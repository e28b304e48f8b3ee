//! Minimal HTTP/1.1 server answering every request with a scripted status code.
//!
//! Status codes are served in order; the last one repeats. Each request head
//! is recorded so tests can assert which verb and headers arrived and how often.

use std::io::{Read, Write};
use std::net::{TcpListener, TcpStream};
use std::sync::atomic::{AtomicUsize, Ordering};
use std::sync::{Arc, Mutex};
use std::thread;
use std::time::Duration;

pub struct StatusServer {
    /// Base URL, e.g. "http://127.0.0.1:12345/".
    pub url: String,
    hits: Arc<AtomicUsize>,
    requests: Arc<Mutex<Vec<String>>>,
}

impl StatusServer {
    /// Number of requests received so far.
    pub fn hits(&self) -> usize {
        self.hits.load(Ordering::SeqCst)
    }

    /// Methods of the requests received so far, in arrival order.
    pub fn methods(&self) -> Vec<String> {
        self.requests()
            .iter()
            .filter_map(|head| head.split_whitespace().next().map(str::to_string))
            .collect()
    }

    /// Raw request heads (request line plus header lines), in arrival order.
    pub fn requests(&self) -> Vec<String> {
        self.requests.lock().unwrap().clone()
    }
}

/// Starts a server in a background thread answering with `statuses` in order.
/// The server runs until the process exits.
pub fn start(statuses: Vec<u16>) -> StatusServer {
    assert!(!statuses.is_empty());
    spawn(move |stream, index| respond(stream, statuses[index.min(statuses.len() - 1)]))
}

/// Starts a server that reads each request and never answers (for client timeouts).
pub fn start_silent() -> StatusServer {
    spawn(|stream, _| {
        thread::sleep(Duration::from_secs(5));
        drop(stream);
    })
}

/// Returns a URL on a port that nothing listens on.
pub fn refused_url() -> String {
    let listener = TcpListener::bind("127.0.0.1:0").expect("bind");
    let port = listener.local_addr().unwrap().port();
    drop(listener);
    format!("http://127.0.0.1:{}/", port)
}

fn spawn<H>(handler: H) -> StatusServer
where
    H: Fn(TcpStream, usize) + Send + Sync + 'static,
{
    let listener = TcpListener::bind("127.0.0.1:0").expect("bind");
    let port = listener.local_addr().unwrap().port();
    let hits = Arc::new(AtomicUsize::new(0));
    let requests = Arc::new(Mutex::new(Vec::new()));
    let handler = Arc::new(handler);
    {
        let hits = Arc::clone(&hits);
        let requests = Arc::clone(&requests);
        thread::spawn(move || {
            for mut stream in listener.incoming().flatten() {
                let Some(head) = read_request(&mut stream) else {
                    continue;
                };
                requests.lock().unwrap().push(head);
                let index = hits.fetch_add(1, Ordering::SeqCst);
                let handler = Arc::clone(&handler);
                thread::spawn(move || handler(stream, index));
            }
        });
    }
    StatusServer {
        url: format!("http://127.0.0.1:{}/", port),
        hits,
        requests,
    }
}

/// Reads the request head (everything before the blank line).
fn read_request(stream: &mut TcpStream) -> Option<String> {
    let _ = stream.set_read_timeout(Some(Duration::from_secs(2)));
    let mut data = Vec::new();
    let mut buf = [0u8; 4096];
    while !data.windows(4).any(|w| w == b"\r\n\r\n") {
        match stream.read(&mut buf) {
            Ok(0) | Err(_) => return None,
            Ok(n) => data.extend_from_slice(&buf[..n]),
        }
    }
    let end = data.windows(4).position(|w| w == b"\r\n\r\n")?;
    Some(String::from_utf8_lossy(&data[..end]).into_owned())
}

fn respond(mut stream: TcpStream, status: u16) {
    let body = format!("status {}", status);
    let response = format!(
        "HTTP/1.1 {} {}\r\nContent-Type: text/plain\r\nContent-Length: {}\r\nConnection: close\r\n\r\n{}",
        status,
        reason(status),
        body.len(),
        body
    );
    let _ = stream.write_all(response.as_bytes());
    let _ = stream.flush();
}

fn reason(status: u16) -> &'static str {
    match status {
        200 => "OK",
        404 => "Not Found",
        429 => "Too Many Requests",
        500 => "Internal Server Error",
        503 => "Service Unavailable",
        _ => "Status",
    }
}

■ **DIRECTIONS FOR THIS TASK**: Restate the entire listing verbatim.

■ **ANSWER**:
repository e28b304e48f8b3ee
//! Minimal HTTP/1.1 server answering every request with a scripted status code.
//!
//! Status codes are served in order; the last one repeats. Each request head
//! is recorded so tests can assert which verb and headers arrived and how often.

use std::io::{Read, Write};
use std::net::{TcpListener, TcpStream};
use std::sync::atomic::{AtomicUsize, Ordering};
use std::sync::{Arc, Mutex};
use std::thread;
use std::time::Duration;

pub struct StatusServer {
    /// Base URL, e.g. "http://127.0.0.1:12345/".
    pub url: String,
    hits: Arc<AtomicUsize>,
    requests: Arc<Mutex<Vec<String>>>,
}

impl StatusServer {
    /// Number of requests received so far.
    pub fn hits(&self) -> usize {
        self.hits.load(Ordering::SeqCst)
    }

    /// Methods of the requests received so far, in arrival order.
    pub fn methods(&self) -> Vec<String> {
        self.requests()
            .iter()
            .filter_map(|head| head.split_whitespace().next().map(str::to_string))
            .collect()
    }

    /// Raw request heads (request line plus header lines), in arrival order.
    pub fn requests(&self) -> Vec<String> {
        self.requests.lock().unwrap().clone()
    }
}

/// Starts a server in a background thread answering with `statuses` in order.
/// The server runs until the process exits.
pub fn start(statuses: Vec<u16>) -> StatusServer {
    assert!(!statuses.is_empty());
    spawn(move |stream, index| respond(stream, statuses[index.min(statuses.len() - 1)]))
}

/// Starts a server that reads each request and never answers (for client timeouts).
pub fn start_silent() -> StatusServer {
    spawn(|stream, _| {
        thread::sleep(Duration::from_secs(5));
        drop(stream);
    })
}

/// Returns a URL on a port that nothing listens on.
pub fn refused_url() -> String {
    let listener = TcpListener::bind("127.0.0.1:0").expect("bind");
    let port = listener.local_addr().unwrap().port();
    drop(listener);
    format!("http://127.0.0.1:{}/", port)
}

fn spawn<H>(handler: H) -> StatusServer
where
    H: Fn(TcpStream, usize) + Send + Sync + 'static,
{
    let listener = TcpListener::bind("127.0.0.1:0").expect("bind");
    let port = listener.local_addr().unwrap().port();
    let hits = Arc::new(AtomicUsize::new(0));
    let requests = Arc::new(Mutex::new(Vec::new()));
    let handler = Arc::new(handler);
    {
        let hits = Arc::clone(&hits);
        let requests = Arc::clone(&requests);
        thread::spawn(move || {
            for mut stream in listener.incoming().flatten() {
                let Some(head) = read_request(&mut stream) else {
                    continue;
                };
                requests.lock().unwrap().push(head);
                let index = hits.fetch_add(1, Ordering::SeqCst);
                let handler = Arc::clone(&handler);
                thread::spawn(move || handler(stream, index));
            }
        });
    }
    StatusServer {
        url: format!("http://127.0.0.1:{}/", port),
        hits,
        requests,
    }
}

/// Reads the request head (everything before the blank line).
fn read_request(stream: &mut TcpStream) -> Option<String> {
    let _ = stream.set_read_timeout(Some(Duration::from_secs(2)));
    let mut data = Vec::new();
    let mut buf = [0u8; 4096];
    while !data.windows(4).any(|w| w == b"\r\n\r\n") {
        match stream.read(&mut buf) {
            Ok(0) | Err(_) => return None,
            Ok(n) => data.extend_from_slice(&buf[..n]),
        }
    }
    let end = data.windows(4).position(|w| w == b"\r\n\r\n")?;
    Some(String::from_utf8_lossy(&data[..end]).into_owned())
}

fn respond(mut stream: TcpStream, status: u16) {
    let body = format!("status {}", status);
    let response = format!(
        "HTTP/1.1 {} {}\r\nContent-Type: text/plain\r\nContent-Length: {}\r\nConnection: close\r\n\r\n{}",
        status,
        reason(status),
        body.len(),
        body
    );
    let _ = stream.write_all(response.as_bytes());
    let _ = stream.flush();
}

fn reason(status: u16) -> &'static str {
    match status {
        200 => "OK",
        404 => "Not Found",
        429 => "Too Many Requests",
        500 => "Internal Server Error",
        503 => "Service Unavailable",
        _ => "Status",
    }
}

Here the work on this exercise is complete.